So instead of the FBI, the Howards have Texas Ranger Marcus Hamilton (Jeff Bridges – Crazy Heart, The Contender) and his partner Alberto (Gil Birmingham – Twilight, The Lone Ranger) investigating the story. Partners for a long time, the pair are like an old married couple, poking fun at each other to get under the other’s skin. Marcus is set to retire and wants to go out by putting away the criminals in a higher profile case such as this. Marcus and Alberto are old and quirky, but they aren’t lazy. While their careers seemingly haven’t been the most thrilling in the world, they’ve been good at their jobs. But, perhaps, there hasn’t been enough excitement, and this is a chance for them (especially Marcus) to hang his out on as he heads out the precinct’s front doors for the last time. He becomes hellbent on finding those responsible for the robberies, but not in the way that you’d expect. Marcus doesn’t get upset when the rundown branches don’t have functional security cameras. When his witnesses don’t cooperate how he’d like them to, he tries to reason with them instead of threatening them. Once he identifies their pattern, he parks himself with Alberto at the next branch he expects them to hit. Why they don’t ask for backup is uncertain.

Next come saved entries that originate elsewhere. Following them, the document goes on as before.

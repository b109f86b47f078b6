//! Tests for whole-file reading and decoding

use std::io::Write;

use super::test_config;
use crate::Error;
use crate::app::services::csv_import::read_file;
use crate::config::{ColumnConfig, TextEncoding};

fn write_temp(content: &[u8]) -> tempfile::NamedTempFile {
    let mut file = tempfile::NamedTempFile::new().unwrap();
    file.write_all(content).unwrap();
    file.flush().unwrap();
    file
}

#[test]
fn test_missing_file_is_file_not_found() {
    let result = read_file(std::path::Path::new("/no/such/export.csv"), &test_config());
    assert!(matches!(result, Err(Error::FileNotFound { .. })));
}

#[test]
fn test_empty_file_is_empty_input() {
    let file = write_temp(b"");
    let result = read_file(file.path(), &test_config());
    assert!(matches!(result, Err(Error::EmptyInput { .. })));
}

#[test]
fn test_header_only_file_is_empty_input() {
    let file = write_temp("\"Stichtag\";\"Abf.\"\n".as_bytes());
    let result = read_file(file.path(), &test_config());
    assert!(matches!(result, Err(Error::EmptyInput { .. })));
}

#[test]
fn test_reads_header_and_rows() {
    let file = write_temp(
        "\"Stichtag\";\"Abf.\";\"Wochen bis\";\"Sau-Nr.\"\n\" -3\";\"602\";\"+\";\"165\"\n"
            .as_bytes(),
    );
    let parsed = read_file(file.path(), &test_config()).unwrap();
    assert_eq!(parsed.headers[1], "Abf.");
    assert_eq!(parsed.rows.len(), 1);
    assert_eq!(parsed.rows[0].len(), 4);
}

#[test]
fn test_blank_lines_are_skipped() {
    let file = write_temp(b"\"Abf.\";\"Sau-Nr.\"\n\n\"602\";\"165\"\n\n");
    let parsed = read_file(file.path(), &test_config()).unwrap();
    assert_eq!(parsed.rows.len(), 1);
}

#[test]
fn test_headerless_file_uses_configured_names() {
    let mut config = test_config();
    config.has_header = false;
    let file = write_temp(b"\"-3\";\"602\";\"+\";\"165\"\n");
    let parsed = read_file(file.path(), &config).unwrap();
    assert_eq!(parsed.headers.len(), config.columns.len());
    assert_eq!(parsed.headers[1], "Abf.");
    assert_eq!(parsed.rows.len(), 1);
}

#[test]
fn test_latin1_umlauts_decode() {
    // "Trächtig" in ISO-8859-1: 0xE4 for ä
    let mut config = ColumnConfig::musterplan();
    config.encoding = TextEncoding::Iso8859_1;
    let file = write_temp(b"\"Abf.\";\"Sau-Nr.\"\n\"Tr\xE4chtig\";\"165\"\n");
    let parsed = read_file(file.path(), &config).unwrap();
    assert_eq!(parsed.rows[0][0], "Trächtig");
}

#[test]
fn test_invalid_utf8_is_encoding_error() {
    let file = write_temp(b"\"Abf.\";\"Sau-Nr.\"\n\"Tr\xE4chtig\";\"165\"\n");
    let result = read_file(file.path(), &test_config());
    assert!(matches!(result, Err(Error::Encoding { .. })));
}

#[test]
fn test_file_name_is_recorded() {
    let file = write_temp(b"\"Abf.\";\"Sau-Nr.\"\n\"602\";\"165\"\n");
    let parsed = read_file(file.path(), &test_config()).unwrap();
    let expected = file.path().file_name().unwrap().to_string_lossy();
    assert_eq!(parsed.file_name, expected);
}
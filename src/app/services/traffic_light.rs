//! Traffic-light classification engine
//!
//! Pure derivation of a record's urgency state from its health status and
//! the days elapsed since the mating event. Precedence is fixed: a
//! medication flag always wins, then the day bands in order.

use serde::{Deserialize, Serialize};

use crate::app::models::TrafficLight;
use crate::constants::{MEDICATION_KEYWORDS, thresholds};

/// Day-band thresholds for the green/yellow/red classification.
///
/// Invariant: every stored record is classified against the same threshold
/// set at any instant; changing thresholds re-classifies the whole store in
/// one pass (see `SowStore::set_thresholds`).
#[derive(Debug, Clone, Copy, PartialEq, Eq, Serialize, Deserialize)]
pub struct Thresholds {
    pub green_min: i32,
    pub green_max: i32,
    pub yellow_min: i32,
    pub yellow_max: i32,
    pub red_min: i32,
}

impl Default for Thresholds {
    fn default() -> Self {
        Self {
            green_min: thresholds::GREEN_MIN,
            green_max: thresholds::GREEN_MAX,
            yellow_min: thresholds::YELLOW_MIN,
            yellow_max: thresholds::YELLOW_MAX,
            red_min: thresholds::RED_MIN,
        }
    }
}

/// Classify one record.
///
/// Precedence, first match wins:
/// 1. `Purple` when the health status contains a medication keyword
/// 2. `Green`, `Yellow`, `Red` by day band
/// 3. `Unknown` otherwise (negative days, i.e. missing or future date)
pub fn classify(
    health_status: Option<&str>,
    days_since_event: i32,
    thresholds: &Thresholds,
) -> TrafficLight {
    if let Some(health) = health_status {
        let lower = health.to_lowercase();
        if MEDICATION_KEYWORDS
            .iter()
            .any(|keyword| lower.contains(keyword))
        {
            return TrafficLight::Purple;
        }
    }

    let days = days_since_event;
    if days >= thresholds.green_min && days <= thresholds.green_max {
        TrafficLight::Green
    } else if days >= thresholds.yellow_min && days <= thresholds.yellow_max {
        TrafficLight::Yellow
    } else if days >= thresholds.red_min {
        TrafficLight::Red
    } else {
        TrafficLight::Unknown
    }
}
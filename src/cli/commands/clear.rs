//! Clear command: full store reset

use anyhow::Result;
use colored::Colorize;
use std::io::{self, BufRead, Write};
use std::path::Path;

use crate::cli::args::ClearArgs;

use super::open_store;

/// Run the clear command, prompting unless `--yes` was given
pub fn run_clear(data_dir: &Path, args: ClearArgs) -> Result<()> {
    if !args.yes && !confirm()? {
        println!("Aborted");
        return Ok(());
    }

    let store = open_store(data_dir)?;
    store.clear()?;
    println!("{}", "Store and import history cleared".green());

    Ok(())
}

fn confirm() -> Result<bool> {
    print!("Delete all records and the import history? [y/N] ");
    io::stdout().flush()?;
    let mut line = String::new();
    io::stdin().lock().read_line(&mut line)?;
    Ok(matches!(line.trim(), "y" | "Y" | "yes"))
}
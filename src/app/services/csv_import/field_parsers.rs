//! Field parsing utilities for planner export rows
//!
//! Helpers for turning cleaned field text into typed values with the
//! recovery rules the import pipeline expects: ventil numbers retry after
//! stripping non-digits, dates are tried against the known export formats.

use chrono::{DateTime, NaiveDate, Utc};
use std::sync::OnceLock;

use crate::constants::{DAYS_UNKNOWN, EVENT_DATE_FORMATS};

/// Parse a ventil number from a cleaned field.
///
/// A plain integer parse is tried first; on failure every non-digit
/// character is stripped and the parse retried once ("Bucht 12" -> 12).
pub fn parse_ventil_number(value: &str) -> Option<i32> {
    if let Ok(number) = value.parse::<i32>() {
        return Some(number);
    }

    static NON_DIGITS: OnceLock<regex::Regex> = OnceLock::new();
    let re = NON_DIGITS.get_or_init(|| regex::Regex::new(r"[^\d]").expect("static pattern"));
    let digits_only = re.replace_all(value, "");
    if digits_only.is_empty() {
        return None;
    }
    digits_only.parse::<i32>().ok()
}

/// Parse an event date from a cleaned field.
///
/// Tries the German long form first ("13.07.2025"), then the two-digit-year
/// short form, then ISO. A `%Y` match below year 1000 is rejected so that
/// "5.7.25" falls through to `%y` and lands in 2025 instead of year 25.
pub fn parse_event_date(value: &str) -> Option<NaiveDate> {
    use chrono::Datelike;

    if value.is_empty() {
        return None;
    }
    EVENT_DATE_FORMATS.iter().find_map(|format| {
        NaiveDate::parse_from_str(value, format)
            .ok()
            .filter(|date| date.year() >= 1000)
    })
}

/// Whole days elapsed between the event date and `now`, truncated.
///
/// Returns the unknown sentinel when no date is present; future dates yield
/// negative values and classify as `Unknown` downstream.
pub fn days_since_event(event_date: Option<NaiveDate>, now: DateTime<Utc>) -> i32 {
    match event_date {
        Some(date) => (now.date_naive() - date).num_days() as i32,
        None => DAYS_UNKNOWN,
    }
}

/// A cleaned field as an optional value: empty text maps to `None`
pub fn non_empty(value: String) -> Option<String> {
    if value.is_empty() { None } else { Some(value) }
}
//! Tests for store-level behavior: thresholds, clearing, notifications

use std::sync::{Arc, Mutex};

use super::{fixed_now, musterplan_config, write_musterplan_export};
use crate::app::models::{StoreEvent, TrafficLight};
use crate::app::services::sow_store::SowStore;
use crate::app::services::traffic_light::Thresholds;

fn open_store(dir: &std::path::Path) -> SowStore {
    SowStore::open_at(&dir.join("data"), Thresholds::default(), fixed_now()).unwrap()
}

#[test]
fn test_set_thresholds_reclassifies_whole_store() {
    let dir = tempfile::tempdir().unwrap();
    let store = open_store(dir.path());
    // 13.07. against 23.07. is 10 days: green under the defaults
    let file = write_musterplan_export(dir.path(), "plan.csv", &[("601", 1, "13.07.2025")]);
    store
        .import_file_at(&file, &musterplan_config(), fixed_now(), None)
        .unwrap();
    assert_eq!(
        store.record_by_ear_tag("601").unwrap().traffic_light,
        TrafficLight::Green
    );

    let tight = Thresholds {
        green_min: 0,
        green_max: 4,
        yellow_min: 5,
        yellow_max: 9,
        red_min: 10,
    };
    store.set_thresholds_at(tight, fixed_now()).unwrap();

    assert_eq!(store.thresholds(), tight);
    assert_eq!(
        store.record_by_ear_tag("601").unwrap().traffic_light,
        TrafficLight::Red
    );
}

#[test]
fn test_clear_empties_store_and_history() {
    let dir = tempfile::tempdir().unwrap();
    let store = open_store(dir.path());
    let file = write_musterplan_export(dir.path(), "plan.csv", &[("601", 1, "13.07.2025")]);
    store
        .import_file_at(&file, &musterplan_config(), fixed_now(), None)
        .unwrap();

    store.clear().unwrap();

    assert_eq!(store.stats().total_records, 0);
    assert!(store.history().is_empty());
    assert!(store.ventil_numbers().is_empty());
}

#[test]
fn test_import_emits_notification() {
    let dir = tempfile::tempdir().unwrap();
    let store = open_store(dir.path());
    let events: Arc<Mutex<Vec<String>>> = Arc::new(Mutex::new(Vec::new()));
    let sink = events.clone();
    store.subscribe(move |event| {
        if let StoreEvent::Imported { source_file, result } = event {
            sink.lock()
                .unwrap()
                .push(format!("{source_file}:{}", result.added));
        }
    });

    let file = write_musterplan_export(dir.path(), "plan.csv", &[("601", 1, "13.07.2025")]);
    store
        .import_file_at(&file, &musterplan_config(), fixed_now(), None)
        .unwrap();

    assert_eq!(events.lock().unwrap().as_slice(), ["plan.csv:1"]);
}

#[test]
fn test_failed_import_emits_no_notification() {
    let dir = tempfile::tempdir().unwrap();
    let store = open_store(dir.path());
    let fired = Arc::new(Mutex::new(false));
    let sink = fired.clone();
    store.subscribe(move |_| *sink.lock().unwrap() = true);

    let _ = store.import_file_at(
        &dir.path().join("missing.csv"),
        &musterplan_config(),
        fixed_now(),
        None,
    );

    assert!(!*fired.lock().unwrap());
}

#[test]
fn test_threshold_change_emits_notification() {
    let dir = tempfile::tempdir().unwrap();
    let store = open_store(dir.path());
    let fired = Arc::new(Mutex::new(false));
    let sink = fired.clone();
    store.subscribe(move |event| {
        if matches!(event, StoreEvent::ThresholdsChanged) {
            *sink.lock().unwrap() = true;
        }
    });

    store
        .set_thresholds_at(Thresholds::default(), fixed_now())
        .unwrap();
    assert!(*fired.lock().unwrap());
}

#[test]
fn test_store_returns_to_idle_after_import() {
    let dir = tempfile::tempdir().unwrap();
    let store = open_store(dir.path());
    assert_eq!(store.import_phase(), crate::app::services::sow_store::ImportPhase::Idle);

    let file = write_musterplan_export(dir.path(), "plan.csv", &[("601", 1, "13.07.2025")]);
    store
        .import_file_at(&file, &musterplan_config(), fixed_now(), None)
        .unwrap();
    assert_eq!(store.import_phase(), crate::app::services::sow_store::ImportPhase::Idle);

    // A failed import also settles back to idle
    let _ = store.import_file_at(
        &dir.path().join("missing.csv"),
        &musterplan_config(),
        fixed_now(),
        None,
    );
    assert_eq!(store.import_phase(), crate::app::services::sow_store::ImportPhase::Idle);
}

#[test]
fn test_stats_reflect_content() {
    let dir = tempfile::tempdir().unwrap();
    let store = open_store(dir.path());
    let file = write_musterplan_export(
        dir.path(),
        "plan.csv",
        &[("601", 1, "13.07.2025"), ("602", 1, "10.07.2025"), ("603", 2, "01.07.2025")],
    );
    store
        .import_file_at(&file, &musterplan_config(), fixed_now(), None)
        .unwrap();

    let stats = store.stats();
    assert_eq!(stats.total_records, 3);
    assert_eq!(stats.total_ventils, 2);
    assert_eq!(stats.import_count, 1);
    assert_eq!(stats.last_updated, Some(fixed_now()));
    assert_eq!(store.ventil_numbers(), vec![1, 2]);
}
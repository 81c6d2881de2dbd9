//! In-memory nearest-neighbour index using cosine similarity.
//!
//! [`SimilarityIndex`] embeds every item once at build time and answers
//! thresholded queries by scanning all stored vectors. Items keep their
//! insertion order, which is also the tie-breaker between equal scores.

use std::sync::Arc;

use tracing::{debug, error};

use crate::document::{Embeddable, ScoredItem};
use crate::embedding::EmbeddingProvider;
use crate::error::{RagError, Result};

/// Breadth and threshold settings for a [`SimilarityIndex::search`].
///
/// The candidate pool starts at `initial_results` and grows by
/// `result_increment` while every candidate in the pool still clears
/// `min_score`, stopping once `max_results` candidates have been considered
/// or the whole index has been scanned.
#[derive(Debug, Clone, Copy, PartialEq)]
pub struct SearchParams {
    /// Minimum cosine similarity for an item to be returned.
    pub min_score: f32,
    /// Size of the first candidate pool.
    pub initial_results: usize,
    /// How much the candidate pool grows per expansion step.
    pub result_increment: usize,
    /// Upper bound on the number of returned items.
    pub max_results: usize,
}

impl Default for SearchParams {
    fn default() -> Self {
        Self { min_score: 0.0, initial_results: 4, result_increment: 4, max_results: 4 }
    }
}

struct Entry<T> {
    item: T,
    embedding: Vec<f32>,
}

/// An in-memory similarity index over items of type `T`.
///
/// Built once and read-only afterwards, so concurrent searches need no locking.
///
/// # Example
///
/// ```rust,ignore
/// use timeline_rag::{SimilarityIndex, SearchParams};
///
/// let index = SimilarityIndex::build(provider, fragments).await?;
/// let hits = index.search("database migration", &SearchParams::default()).await?;
/// ```
pub struct SimilarityIndex<T> {
    entries: Vec<Entry<T>>,
    provider: Arc<dyn EmbeddingProvider>,
}

impl<T: std::fmt::Debug> std::fmt::Debug for SimilarityIndex<T> {
    fn fmt(&self, f: &mut std::fmt::Formatter<'_>) -> std::fmt::Result {
        f.debug_struct("SimilarityIndex")
            .field("len", &self.entries.len())
            .field("provider", &self.provider.name())
            .finish()
    }
}

/// Compute cosine similarity between two vectors.
///
/// Returns 0.0 if either vector has zero magnitude.
pub(crate) fn cosine_similarity(a: &[f32], b: &[f32]) -> f32 {
    let dot: f32 = a.iter().zip(b.iter()).map(|(x, y)| x * y).sum();
    let norm_a: f32 = a.iter().map(|x| x * x).sum::<f32>().sqrt();
    let norm_b: f32 = b.iter().map(|x| x * x).sum::<f32>().sqrt();
    if norm_a == 0.0 || norm_b == 0.0 {
        return 0.0;
    }
    dot / (norm_a * norm_b)
}

fn validate_embedding(provider: &dyn EmbeddingProvider, embedding: &[f32]) -> Result<()> {
    let expected = provider.dimensions();
    let problem = if embedding.is_empty() {
        Some("empty vector".to_string())
    } else if expected > 0 && embedding.len() != expected {
        Some(format!("expected {expected} dimensions, got {}", embedding.len()))
    } else if embedding.iter().any(|x| !x.is_finite()) {
        Some("vector contains non-finite values".to_string())
    } else {
        None
    };

    match problem {
        Some(message) => {
            error!(provider = provider.name(), %message, "malformed embedding");
            Err(RagError::EmbeddingError {
                provider: provider.name().to_string(),
                message: format!("malformed embedding: {message}"),
            })
        }
        None => Ok(()),
    }
}

impl<T: Embeddable + Clone> SimilarityIndex<T> {
    /// Embed every item and build the index.
    ///
    /// # Errors
    ///
    /// Returns [`RagError::EmbeddingError`] if the provider fails, returns a
    /// different number of vectors than items, or returns malformed vectors.
    /// No item is ever silently dropped.
    pub async fn build(provider: Arc<dyn EmbeddingProvider>, items: Vec<T>) -> Result<Self> {
        if items.is_empty() {
            debug!(provider = provider.name(), "built empty similarity index");
            return Ok(Self { entries: Vec::new(), provider });
        }

        let texts: Vec<&str> = items.iter().map(Embeddable::embedding_text).collect();
        let embeddings = provider.embed_batch(&texts).await?;

        if embeddings.len() != items.len() {
            error!(
                provider = provider.name(),
                expected = items.len(),
                received = embeddings.len(),
                "embedding count mismatch"
            );
            return Err(RagError::EmbeddingError {
                provider: provider.name().to_string(),
                message: format!(
                    "expected {} embeddings, received {}",
                    items.len(),
                    embeddings.len()
                ),
            });
        }

        for embedding in &embeddings {
            validate_embedding(provider.as_ref(), embedding)?;
        }

        let entries: Vec<Entry<T>> = items
            .into_iter()
            .zip(embeddings)
            .map(|(item, embedding)| Entry { item, embedding })
            .collect();

        debug!(provider = provider.name(), item_count = entries.len(), "built similarity index");
        Ok(Self { entries, provider })
    }

    /// Number of indexed items.
    pub fn len(&self) -> usize {
        self.entries.len()
    }

    /// Whether the index holds no items.
    pub fn is_empty(&self) -> bool {
        self.entries.is_empty()
    }

    /// Indexed items in insertion order.
    pub fn items(&self) -> impl Iterator<Item = &T> {
        self.entries.iter().map(|e| &e.item)
    }

    /// Embed `query` and return items scoring at least `params.min_score`.
    ///
    /// Results are ordered by descending score; equal scores keep insertion
    /// order. An empty result is valid. Searching an empty index does not call
    /// the provider.
    ///
    /// # Errors
    ///
    /// Returns [`RagError::EmbeddingError`] if the query cannot be embedded.
    pub async fn search(&self, query: &str, params: &SearchParams) -> Result<Vec<ScoredItem<T>>> {
        if self.entries.is_empty() {
            return Ok(Vec::new());
        }

        let query_embedding = self.provider.embed(query).await?;
        validate_embedding(self.provider.as_ref(), &query_embedding)?;
        Ok(self.search_by_embedding(&query_embedding, params))
    }

    /// Thresholded search using an already computed query embedding.
    pub fn search_by_embedding(
        &self,
        query_embedding: &[f32],
        params: &SearchParams,
    ) -> Vec<ScoredItem<T>> {
        let max_results = params.max_results;
        if self.entries.is_empty() || max_results == 0 {
            return Vec::new();
        }

        let mut ranked: Vec<(usize, f32)> = self
            .entries
            .iter()
            .enumerate()
            .map(|(i, entry)| (i, cosine_similarity(&entry.embedding, query_embedding)))
            .collect();
        // Stable sort keeps insertion order among equal scores.
        ranked.sort_by(|a, b| b.1.total_cmp(&a.1));

        let increment = params.result_increment.max(1);
        let mut pool = params.initial_results.clamp(1, max_results);
        let passing = loop {
            let window = &ranked[..pool.min(ranked.len())];
            let passing = window.iter().take_while(|(_, score)| *score >= params.min_score).count();
            if passing < window.len() || pool >= max_results || pool >= ranked.len() {
                break passing;
            }
            pool = pool.saturating_add(increment).min(max_results);
        };

        debug!(pool, passing, index_len = self.entries.len(), "similarity search");

        ranked
            .into_iter()
            .take(passing)
            .map(|(i, score)| ScoredItem { item: self.entries[i].item.clone(), score })
            .collect()
    }
}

Hell or High Water is a smartly written movie by screenwriter Taylor Sheridan. Sheridan earned an Academy Award nomination, one of four nominations that this movie received. None will win, but I felt this Best Original Screenplay nomination was the only one that deserved recognition. And it’s not because Hell or High Water was a bad movie; instead, it’s not an Oscar-contending movie. What I enjoyed most was its simplicity, tone, scenery, and characters. Aside from one scene that showed a cell phone late in the film, you couldn’t tell if this movie was set in the ’70s, ’80s, ’90s, or today. The clothes the characters wear are old.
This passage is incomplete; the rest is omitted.